Japanese government officials admitted last month that radioactive water has been leaking into the ocean everyday—at least 300 tons in recent months. Most of the water is being used to prevent overheating at the crippled Fukushima Dai-ichi nuclear power plant.
To add to the plant’s woes, a new tank leak announced two weeks ago spilled another 300 tons of radioactive water into the ground. The leak, along with rising contamination levels, is particularly concerning as Tokyo is set to host the 2020 Olympics.
Water stored in the tanks has been treated to remove cesium, one of the most dangerous of the radioactive elements. Even so, Junko Ogura of CNN reported last week that radiation readings near tanks holding toxic water have jumped to a new high, from 1,800 millisieverts on Saturday to 2,200 millisieverts on Tuesday. The Nuclear Regulation Authority said this week that recent high radiation readings have raised suspicions of more leaks from other water containers.
But the bigger issue is the untreated contaminated water that has made its way into the ocean since the 2011 earthquake and tsunami knocked out the plant's power and cooling functions, leading to nuclear meltdowns and the release of radioactive materials.
The 300 tons of water come from two sources: The plant pumps 400 tons of water onto the crippled reactors each day to prevent overheating, which results in highly contaminated water. The toxic water collects in the reactor basement, and while some of it is pumped out and treated, much escapes through cracks into the surrounding earth and groundwater. Another 1,000 tons of underground water flows into the plant from the mountains, some of which gets contaminated before entering the sea, according to Japan's Agency for Natural Resources and Energy.

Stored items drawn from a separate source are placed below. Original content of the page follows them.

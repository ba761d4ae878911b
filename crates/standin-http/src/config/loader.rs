//! YAML declaration loading.
//!
//! Walks a config directory recursively for `*.yaml` / `*.yml` files and
//! collects the `routes` list from each. A single unparseable file or route
//! is skipped with a diagnostic, never fatal; the registry decides whether
//! the surviving set is usable.

use super::route::RouteDeclaration;
use serde::Deserialize;
use std::path::Path;
use tracing::{info, warn};

#[derive(Debug, Deserialize)]
struct DeclarationFile {
    #[serde(default)]
    routes: Vec<RouteDeclaration>,
}

/// Load raw route declarations from every YAML file under `dir`, in sorted
/// path order so the last-writer-wins merge is deterministic.
pub fn load_declarations<P: AsRef<Path>>(dir: P) -> Result<Vec<RouteDeclaration>, anyhow::Error> {
    let dir = dir.as_ref();
    if !dir.exists() {
        anyhow::bail!("config directory not found: {}", dir.display());
    }

    let mut files = Vec::new();
    collect_yaml_files(dir, &mut files)?;
    files.sort();

    let mut declarations = Vec::new();
    for path in files {
        let contents = match std::fs::read_to_string(&path) {
            Ok(c) => c,
            Err(e) => {
                warn!("skipping unreadable config file {}: {e}", path.display());
                continue;
            }
        };
        let parsed: DeclarationFile = match serde_yaml::from_str(&contents) {
            Ok(p) => p,
            Err(e) => {
                warn!("skipping invalid config file {}: {e}", path.display());
                continue;
            }
        };
        if parsed.routes.is_empty() {
            warn!("config file {} declares no routes", path.display());
            continue;
        }
        info!(
            "loaded {} route declaration(s) from {}",
            parsed.routes.len(),
            path.display()
        );
        declarations.extend(parsed.routes);
    }

    Ok(declarations)
}

fn collect_yaml_files(dir: &Path, out: &mut Vec<std::path::PathBuf>) -> std::io::Result<()> {
    for entry in std::fs::read_dir(dir)? {
        let entry = entry?;
        let path = entry.path();
        if path.is_dir() {
            collect_yaml_files(&path, out)?;
        } else if matches!(
            path.extension().and_then(|e| e.to_str()),
            Some("yaml") | Some("yml")
        ) {
            out.push(path);
        }
    }
    Ok(())
}

#[cfg(test)]
mod tests {
    use super::*;
    use std::fs;

    #[test]
    fn test_load_from_nested_directories() {
        let dir = tempfile::tempdir().unwrap();
        fs::write(
            dir.path().join("a.yaml"),
            "routes:\n  - path: /a\n    methods:\n      - method: GET\n        response: {ok: true}\n",
        )
        .unwrap();
        fs::create_dir(dir.path().join("sub")).unwrap();
        fs::write(
            dir.path().join("sub/b.yml"),
            "routes:\n  - path: /b\n    methods:\n      - method: POST\n        response: {ok: true}\n",
        )
        .unwrap();

        let declarations = load_declarations(dir.path()).unwrap();
        assert_eq!(declarations.len(), 2);
        let paths: Vec<_> = declarations.iter().map(|d| d.path.as_str()).collect();
        assert!(paths.contains(&"/a"));
        assert!(paths.contains(&"/b"));
    }

    #[test]
    fn test_invalid_file_is_skipped_not_fatal() {
        let dir = tempfile::tempdir().unwrap();
        fs::write(dir.path().join("bad.yaml"), ":: not yaml at all {{{").unwrap();
        fs::write(
            dir.path().join("good.yaml"),
            "routes:\n  - path: /ok\n    methods:\n      - method: GET\n",
        )
        .unwrap();

        let declarations = load_declarations(dir.path()).unwrap();
        assert_eq!(declarations.len(), 1);
        assert_eq!(declarations[0].path, "/ok");
    }

    #[test]
    fn test_missing_directory_is_an_error() {
        assert!(load_declarations("/nonexistent/standin/config").is_err());
    }

    #[test]
    fn test_file_without_routes_section_is_skipped() {
        let dir = tempfile::tempdir().unwrap();
        fs::write(dir.path().join("empty.yaml"), "settings:\n  port: 1\n").unwrap();
        let declarations = load_declarations(dir.path()).unwrap();
        assert!(declarations.is_empty());
    }
}
//! Schema Validator.
//!
//! Checks a parsed request payload against a declarative schema in a fixed
//! phase order: required fields (dotted paths address nested objects), nested
//! object recursion, per-property type and enum checks, then `allOf`
//! conditional rules. The first violated rule fails the request; the error
//! carries the rejected payload and the schema for debuggability.

use crate::config::Schema;
use crate::error::Error;
use serde_json::Value;

/// Validate `payload` against `schema`. Returns normally when valid.
pub fn validate(payload: &Value, schema: &Schema) -> Result<(), Error> {
    check(payload, schema).map_err(|message| Error::Validation {
        message,
        received: payload.clone(),
        expected: schema.to_value(),
    })
}

fn check(payload: &Value, schema: &Schema) -> Result<(), String> {
    check_required(payload, &schema.required)?;
    check_nested(payload, schema)?;
    check_types(payload, schema)?;
    check_conditionals(payload, schema)?;
    Ok(())
}

/// Phase 1: required fields, where "parent.child" requires `payload[parent]`
/// to exist, be an object, and contain `child`.
fn check_required(payload: &Value, required: &[String]) -> Result<(), String> {
    for field in required {
        let mut current = payload;
        for (depth, segment) in field.split('.').enumerate() {
            let object = current
                .as_object()
                .ok_or_else(|| missing_message(field, depth))?;
            current = object
                .get(segment)
                .ok_or_else(|| missing_message(field, depth))?;
        }
    }
    Ok(())
}

fn missing_message(field: &str, depth: usize) -> String {
    if depth == 0 {
        format!("missing required field: {field}")
    } else {
        format!("missing required nested field: {field}")
    }
}

/// Phase 2: recurse into every property that is both a nested object in the
/// payload and declares sub-properties in the schema.
fn check_nested(payload: &Value, schema: &Schema) -> Result<(), String> {
    let Some(object) = payload.as_object() else {
        return Ok(());
    };
    for (name, sub_schema) in &schema.properties {
        if sub_schema.properties.is_empty() {
            continue;
        }
        if let Some(nested @ Value::Object(_)) = object.get(name) {
            check(nested, sub_schema).map_err(|e| format!("{name}: {e}"))?;
        }
    }
    Ok(())
}

/// Phase 3: fixed type vocabulary plus enum membership.
fn check_types(payload: &Value, schema: &Schema) -> Result<(), String> {
    let Some(object) = payload.as_object() else {
        return Ok(());
    };
    for (field, value) in object {
        let Some(property) = schema.properties.get(field) else {
            continue;
        };
        if let Some(declared) = property.schema_type.as_deref() {
            if !type_matches(declared, value) {
                return Err(format!(
                    "invalid type for {field}: expected {declared}, got {}",
                    type_name(value)
                ));
            }
        }
        if let Some(allowed) = &property.enum_values {
            if !allowed.contains(value) {
                return Err(format!(
                    "invalid value for {field}: {value}. Allowed values: {}",
                    serde_json::to_string(allowed).unwrap_or_default()
                ));
            }
        }
    }
    Ok(())
}

fn type_matches(declared: &str, value: &Value) -> bool {
    match declared {
        "str" | "string" => value.is_string(),
        // Accepts a value that is already numeric or a digit-only string.
        "int" | "integer" => {
            value.is_i64()
                || value.is_u64()
                || value
                    .as_str()
                    .map(|s| !s.is_empty() && s.chars().all(|c| c.is_ascii_digit()))
                    .unwrap_or(false)
        }
        "number" => value.is_number(),
        "boolean" => value.is_boolean(),
        // Unknown declared types do not reject; the vocabulary is fixed but
        // foreign declarations pass through.
        _ => true,
    }
}

fn type_name(value: &Value) -> &'static str {
    match value {
        Value::Null => "null",
        Value::Bool(_) => "boolean",
        Value::Number(_) => "number",
        Value::String(_) => "string",
        Value::Array(_) => "array",
        Value::Object(_) => "object",
    }
}

/// Phase 4: `allOf` rules. The `if` clause is a conjunction of field == const
/// comparisons over the top-level payload; when satisfied, the `then.required`
/// fields must all be present.
fn check_conditionals(payload: &Value, schema: &Schema) -> Result<(), String> {
    let empty = serde_json::Map::new();
    let object = payload.as_object().unwrap_or(&empty);
    for rule in &schema.all_of {
        let satisfied = rule
            .if_clause
            .properties
            .iter()
            .all(|(field, expected)| object.get(field) == Some(&expected.const_value));
        if !satisfied {
            continue;
        }
        for field in &rule.then_clause.required {
            if !object.contains_key(field) {
                let condition = rule
                    .if_clause
                    .properties
                    .iter()
                    .map(|(k, v)| format!("{k}={}", v.const_value))
                    .collect::<Vec<_>>()
                    .join(", ");
                return Err(format!(
                    "missing required field {field} when {condition}"
                ));
            }
        }
    }
    Ok(())
}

The main health concern is that high cesium levels in fish could potentially harm the people who eat them. Cesium levels in fish have been high since the 2011 disaster, further evidence that contaminated water has been leaking into the sea all along. Fisheries off Fukushima are currently closed.

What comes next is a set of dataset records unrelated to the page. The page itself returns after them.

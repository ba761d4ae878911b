//! Side-effect dispatch: outbound webhooks and redirect URL building.
//!
//! At most one of the two applies per route-method. A webhook fires before
//! the response is synthesized; a redirect replaces the response entirely.

mod redirect;
mod webhook;

pub use redirect::build_redirect_url;
pub use webhook::{WebhookDispatcher, DEFAULT_DISCRIMINATOR};
//! Redirect URL building.
//!
//! Each declared `{name, value}` pair is rendered against the request params
//! and the generator registry, then URL-encoded into the target's query
//! string. Value substitution uses the same placeholder/function syntax as
//! response templates.

use crate::config::RedirectConfig;
use crate::template::{Params, TemplateEngine};
use tracing::info;

/// Render the fully qualified redirect URL for this request.
pub fn build_redirect_url(
    config: &RedirectConfig,
    engine: &TemplateEngine,
    params: &Params,
) -> String {
    let base = engine.render_string(&config.url, params);

    if config.parameters.is_empty() {
        return base;
    }

    let query: Vec<String> = config
        .parameters
        .iter()
        .map(|parameter| {
            let value = engine.render_string(&parameter.value, params);
            format!(
                "{}={}",
                urlencoding::encode(&parameter.name),
                urlencoding::encode(&value)
            )
        })
        .collect();

    let url = format!("{base}?{}", query.join("&"));
    info!("built redirect url: {url}");
    url
}

#[cfg(test)]
mod tests {
    use super::*;
    use crate::generators::{Generators, SequenceRegistry};
    use serde_json::json;
    use std::sync::Arc;

    fn engine() -> TemplateEngine {
        TemplateEngine::new(Generators::new(
            "http://hooks.local".to_string(),
            Arc::new(SequenceRegistry::new()),
        ))
    }

    fn config(yaml: &str) -> RedirectConfig {
        serde_yaml::from_str(yaml).unwrap()
    }

    fn params(value: serde_json::Value) -> Params {
        value.as_object().unwrap().clone()
    }

    #[test]
    fn test_parameters_are_rendered_and_encoded() {
        let config = config(
            r#"
enabled: true
url: "https://auth.example.com/callback"
parameters:
  - name: state
    value: "{state}"
  - name: note
    value: "hello {name}"
"#,
        );
        let url = build_redirect_url(
            &config,
            &engine(),
            &params(json!({"state": "abc123", "name": "ann b"})),
        );
        assert_eq!(
            url,
            "https://auth.example.com/callback?state=abc123&note=hello%20ann%20b"
        );
    }

    #[test]
    fn test_generator_functions_in_values() {
        let config = config(
            r#"
enabled: true
url: "{$webhook_url}/return"
parameters:
  - name: code
    value: "{$verification_code}"
"#,
        );
        let url = build_redirect_url(&config, &engine(), &Params::new());
        assert!(url.starts_with("http://hooks.local/return?code="));
        let code = url.rsplit('=').next().unwrap();
        assert_eq!(code.len(), 6);
        assert!(code.chars().all(|c| c.is_ascii_digit()));
    }

    #[test]
    fn test_parameter_order_is_preserved() {
        let config = config(
            r#"
enabled: true
url: "https://x/cb"
parameters:
  - name: b
    value: "2"
  - name: a
    value: "1"
"#,
        );
        let url = build_redirect_url(&config, &engine(), &Params::new());
        assert_eq!(url, "https://x/cb?b=2&a=1");
    }

    #[test]
    fn test_no_parameters_returns_bare_url() {
        let config = config("enabled: true\nurl: \"https://x/cb\"\n");
        assert_eq!(
            build_redirect_url(&config, &engine(), &Params::new()),
            "https://x/cb"
        );
    }
}
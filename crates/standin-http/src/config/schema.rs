//! Declarative request-schema shapes.
//!
//! A schema is recursive: `properties` maps field names to sub-schemas, and
//! `required` may use dotted names to address nested object fields. `allOf`
//! carries conditional rules (`if` a set of fields equals given constants,
//! `then` additional fields are required).

use serde::{Deserialize, Serialize};
use std::collections::BTreeMap;

#[derive(Debug, Clone, Default, Deserialize, Serialize)]
pub struct Schema {
    #[serde(rename = "type", default, skip_serializing_if = "Option::is_none")]
    pub schema_type: Option<String>,
    #[serde(default, skip_serializing_if = "Vec::is_empty")]
    pub required: Vec<String>,
    #[serde(default, skip_serializing_if = "BTreeMap::is_empty")]
    pub properties: BTreeMap<String, Schema>,
    #[serde(
        rename = "enum",
        default,
        skip_serializing_if = "Option::is_none"
    )]
    pub enum_values: Option<Vec<serde_json::Value>>,
    #[serde(rename = "allOf", default, skip_serializing_if = "Vec::is_empty")]
    pub all_of: Vec<ConditionalRule>,
}

/// One `allOf` entry: a conjunction of const comparisons gating extra
/// required fields.
#[derive(Debug, Clone, Deserialize, Serialize)]
pub struct ConditionalRule {
    #[serde(rename = "if")]
    pub if_clause: IfClause,
    #[serde(rename = "then")]
    pub then_clause: ThenClause,
}

#[derive(Debug, Clone, Default, Deserialize, Serialize)]
pub struct IfClause {
    #[serde(default)]
    pub properties: BTreeMap<String, ConstMatch>,
}

#[derive(Debug, Clone, Deserialize, Serialize)]
pub struct ConstMatch {
    #[serde(rename = "const")]
    pub const_value: serde_json::Value,
}

#[derive(Debug, Clone, Default, Deserialize, Serialize)]
pub struct ThenClause {
    #[serde(default)]
    pub required: Vec<String>,
}

impl Schema {
    /// The schema as a plain JSON value, for error bodies.
    pub fn to_value(&self) -> serde_json::Value {
        serde_json::to_value(self).unwrap_or(serde_json::Value::Null)
    }
}

#[cfg(test)]
mod tests {
    use super::*;

    #[test]
    fn test_parse_schema_with_conditionals() {
        let yaml = r#"
type: object
required: ["grant_type", "client_id"]
properties:
  grant_type:
    type: str
    enum: ["authorization_code", "password", "refresh_token"]
  client_id:
    type: str
allOf:
  - if:
      properties:
        grant_type:
          const: "authorization_code"
    then:
      required: ["code"]
  - if:
      properties:
        grant_type:
          const: "password"
    then:
      required: ["username", "password"]
"#;
        let schema: Schema = serde_yaml::from_str(yaml).unwrap();
        assert_eq!(schema.required, vec!["grant_type", "client_id"]);
        assert_eq!(
            schema.properties["grant_type"]
                .enum_values
                .as_ref()
                .unwrap()
                .len(),
            3
        );
        assert_eq!(schema.all_of.len(), 2);
        assert_eq!(
            schema.all_of[0].if_clause.properties["grant_type"].const_value,
            serde_json::json!("authorization_code")
        );
        assert_eq!(schema.all_of[1].then_clause.required, vec!["username", "password"]);
    }

    #[test]
    fn test_parse_nested_properties() {
        let yaml = r#"
required: ["user", "user.name"]
properties:
  user:
    properties:
      name:
        type: str
      age:
        type: int
"#;
        let schema: Schema = serde_yaml::from_str(yaml).unwrap();
        let user = &schema.properties["user"];
        assert_eq!(user.properties["age"].schema_type.as_deref(), Some("int"));
    }
}
//! Text rendering of dashboard state.

pub mod views;

pub use views::{DashboardTemplate, StatsTemplate, ToastTemplate};
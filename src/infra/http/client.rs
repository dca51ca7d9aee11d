use async_trait::async_trait;
use reqwest::{Client, Method, Response};
use serde::{Deserialize, de::DeserializeOwned};
use tracing::debug;
use url::Url;

use postdesk_api_types::ApiResponse;

use crate::application::gateway::{GatewayError, GatewayResult, PostsGateway};
use crate::domain::types::{DeleteAck, Post, PostDraft, PostId, PostPage};

/// Only the `error` field is read from a failing response body.
#[derive(Debug, Deserialize)]
struct ErrorEnvelope {
    #[serde(default)]
    error: Option<String>,
}

#[derive(Clone, Debug)]
pub struct HttpPostsGateway {
    client: Client,
    base: Url,
}

impl HttpPostsGateway {
    /// Requests resolve relative to `base_url`; a path prefix is kept.
    pub fn new(base_url: &Url) -> Result<Self, GatewayError> {
        let client = Client::builder()
            .user_agent(Self::user_agent())
            .build()
            .map_err(|err| GatewayError::Transport(err.to_string()))?;
        Ok(Self {
            client,
            base: with_trailing_slash(base_url),
        })
    }

    pub fn connect(site: &str) -> Result<Self, GatewayError> {
        let base = Url::parse(site).map_err(|err| GatewayError::InvalidUrl(err.to_string()))?;
        Self::new(&base)
    }

    pub fn user_agent() -> &'static str {
        concat!("postdesk/", env!("CARGO_PKG_VERSION"))
    }

    pub fn base_url(&self) -> &Url {
        &self.base
    }

    fn url(&self, path: &str) -> Result<Url, GatewayError> {
        self.base
            .join(path)
            .map_err(|err| GatewayError::InvalidUrl(err.to_string()))
    }

    fn record_url(&self, id: &PostId) -> Result<Url, GatewayError> {
        let mut url = self.url("posts")?;
        url.path_segments_mut()
            .map_err(|()| GatewayError::InvalidUrl(format!("{} cannot be a base", self.base)))?
            .push(&id.to_string());
        Ok(url)
    }

    async fn send<T: DeserializeOwned>(
        &self,
        method: Method,
        url: Url,
        body: Option<&PostDraft>,
    ) -> GatewayResult<T> {
        debug!(method = %method, path = url.path(), "sending backend request");
        let mut request = self.client.request(method, url);
        if let Some(body) = body {
            request = request.json(body);
        }
        let response = request
            .send()
            .await
            .map_err(|err| GatewayError::Transport(err.to_string()))?;
        Self::handle(response).await
    }

    async fn handle<T: DeserializeOwned>(response: Response) -> GatewayResult<T> {
        let status = response.status();
        let bytes = response
            .bytes()
            .await
            .map_err(|err| GatewayError::Transport(err.to_string()))?;
        if !status.is_success() {
            let error = serde_json::from_slice::<ErrorEnvelope>(&bytes)
                .ok()
                .and_then(|envelope| envelope.error);
            return Err(GatewayError::Status {
                status: status.as_u16(),
                error,
                body: String::from_utf8_lossy(&bytes).into_owned(),
            });
        }
        serde_json::from_slice(&bytes).map_err(|err| GatewayError::Decode(err.to_string()))
    }
}

#[async_trait]
impl PostsGateway for HttpPostsGateway {
    async fn list(&self, limit: u32, offset: u32) -> GatewayResult<PostPage> {
        let url = self.url(&format!("articles/{limit}/{offset}"))?;
        self.send(Method::GET, url, None).await
    }

    async fn get_one(&self, id: &PostId) -> GatewayResult<Post> {
        let url = self.record_url(id)?;
        self.send(Method::GET, url, None).await
    }

    async fn create(&self, draft: &PostDraft) -> GatewayResult<Post> {
        let url = self.url("posts")?;
        self.send(Method::POST, url, Some(draft)).await
    }

    async fn update(&self, id: &PostId, draft: &PostDraft) -> GatewayResult<Post> {
        let url = self.record_url(id)?;
        self.send(Method::PUT, url, Some(draft)).await
    }

    async fn delete(&self, id: &PostId) -> GatewayResult<DeleteAck> {
        let url = self.record_url(id)?;
        self.send::<DeleteAck>(Method::DELETE, url, None)
            .await
            .map(ApiResponse::with_default_data)
    }
}

fn with_trailing_slash(url: &Url) -> Url {
    let mut url = url.clone();
    if !url.path().ends_with('/') {
        let path = format!("{}/", url.path());
        url.set_path(&path);
    }
    url.set_query(None);
    url.set_fragment(None);
    url
}
//! HTTP adapter for the post backend.

mod client;

pub use client::HttpPostsGateway;
//! Contract for the post REST backend.

use async_trait::async_trait;
use thiserror::Error;

use postdesk_api_types::ApiResponse;

use crate::domain::types::{DeleteAck, Post, PostDraft, PostId, PostPage};

/// Transport-level failure. Logical failures (`success: false` with a 2xx
/// status) are not errors here; they come back as the envelope.
#[derive(Debug, Error)]
pub enum GatewayError {
    #[error("server responded with status {status}")]
    Status {
        status: u16,
        /// `error` field of the response envelope, when the body parsed.
        error: Option<String>,
        body: String,
    },
    #[error("request failed: {0}")]
    Transport(String),
    #[error("failed to parse response body: {0}")]
    Decode(String),
    #[error("invalid URL: {0}")]
    InvalidUrl(String),
}

impl GatewayError {
    /// The most specific message available: the backend's own error when the
    /// failing response carried one, else this error's description.
    pub fn most_specific_message(&self) -> Option<String> {
        if let GatewayError::Status {
            error: Some(error), ..
        } = self
            && !error.trim().is_empty()
        {
            return Some(error.clone());
        }
        let rendered = self.to_string();
        (!rendered.trim().is_empty()).then_some(rendered)
    }
}

pub type GatewayResult<T> = Result<ApiResponse<T>, GatewayError>;

/// The five backend operations. Implementations shape requests only: no
/// validation, no retries, no error translation.
#[async_trait]
pub trait PostsGateway: Send + Sync {
    async fn list(&self, limit: u32, offset: u32) -> GatewayResult<PostPage>;

    async fn get_one(&self, id: &PostId) -> GatewayResult<Post>;

    async fn create(&self, draft: &PostDraft) -> GatewayResult<Post>;

    async fn update(&self, id: &PostId, draft: &PostDraft) -> GatewayResult<Post>;

    async fn delete(&self, id: &PostId) -> GatewayResult<DeleteAck>;
}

Critics point out plant operator TEPCO has repeatedly lagged in attempts to tackle leakage problems. As a precautionary step, TEPCO created chemical blockades in the ground along the coast to stop any possible leaks, but experts question their effectiveness. After a nearly two-year delay, the company has started the construction of an offshore steel wall designed to contain contaminated water.
The Japanese government announced earlier this month it would contribute $470 million to build an underground ice wall around the reactor and turbine buildings and to develop an advanced water treatment system, but that won’t be ready before 2015. Even if steel or ice walls could be implemented sooner, the efficacy of such measures is still questionable.
“Any contamination in the groundwater would eventually flow into the ocean,” said Ken Buesseler, a marine chemist at the Woods Hole Oceanographic Institution in Massachusetts. “That is very difficult to stop even with barriers.”